* _About this exercise_
Would you write out all the records again, exactly?

(Beginning of Excerpted records)

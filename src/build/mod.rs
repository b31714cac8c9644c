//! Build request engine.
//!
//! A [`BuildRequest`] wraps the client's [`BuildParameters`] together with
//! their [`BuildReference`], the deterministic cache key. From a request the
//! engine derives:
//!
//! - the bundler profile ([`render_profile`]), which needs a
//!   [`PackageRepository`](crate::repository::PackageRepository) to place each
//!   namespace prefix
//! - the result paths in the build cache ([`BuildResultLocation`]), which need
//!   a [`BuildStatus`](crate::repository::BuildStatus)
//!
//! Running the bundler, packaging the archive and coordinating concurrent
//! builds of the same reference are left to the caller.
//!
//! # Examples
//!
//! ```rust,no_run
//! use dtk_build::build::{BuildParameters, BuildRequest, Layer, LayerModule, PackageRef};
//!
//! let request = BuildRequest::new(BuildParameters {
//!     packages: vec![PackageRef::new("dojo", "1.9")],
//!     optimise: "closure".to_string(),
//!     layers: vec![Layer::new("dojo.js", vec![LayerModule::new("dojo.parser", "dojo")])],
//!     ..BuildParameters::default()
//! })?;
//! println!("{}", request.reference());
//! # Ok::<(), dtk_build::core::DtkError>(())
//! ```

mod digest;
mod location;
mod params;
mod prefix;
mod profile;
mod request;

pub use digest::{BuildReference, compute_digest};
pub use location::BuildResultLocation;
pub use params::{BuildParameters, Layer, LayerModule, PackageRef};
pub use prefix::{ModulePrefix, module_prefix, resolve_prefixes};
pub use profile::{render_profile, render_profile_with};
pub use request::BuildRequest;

(End of Excerpted records)

* _Expected answer_
filename src/build/mod.rs
repository b31714cac8c9644c
//! Build request engine.
//!
//! A [`BuildRequest`] wraps the client's [`BuildParameters`] together with
//! their [`BuildReference`], the deterministic cache key. From a request the
//! engine derives:
//!
//! - the bundler profile ([`render_profile`]), which needs a
//!   [`PackageRepository`](crate::repository::PackageRepository) to place each
//!   namespace prefix
//! - the result paths in the build cache ([`BuildResultLocation`]), which need
//!   a [`BuildStatus`](crate::repository::BuildStatus)
//!
//! Running the bundler, packaging the archive and coordinating concurrent
//! builds of the same reference are left to the caller.
//!
//! # Examples
//!
//! ```rust,no_run
//! use dtk_build::build::{BuildParameters, BuildRequest, Layer, LayerModule, PackageRef};
//!
//! let request = BuildRequest::new(BuildParameters {
//!     packages: vec![PackageRef::new("dojo", "1.9")],
//!     optimise: "closure".to_string(),
//!     layers: vec![Layer::new("dojo.js", vec![LayerModule::new("dojo.parser", "dojo")])],
//!     ..BuildParameters::default()
//! })?;
//! println!("{}", request.reference());
//! # Ok::<(), dtk_build::core::DtkError>(())
//! ```

mod digest;
mod location;
mod params;
mod prefix;
mod profile;
mod request;

pub use digest::{BuildReference, compute_digest};
pub use location::BuildResultLocation;
pub use params::{BuildParameters, Layer, LayerModule, PackageRef};
pub use prefix::{ModulePrefix, module_prefix, resolve_prefixes};
pub use profile::{render_profile, render_profile_with};
pub use request::BuildRequest;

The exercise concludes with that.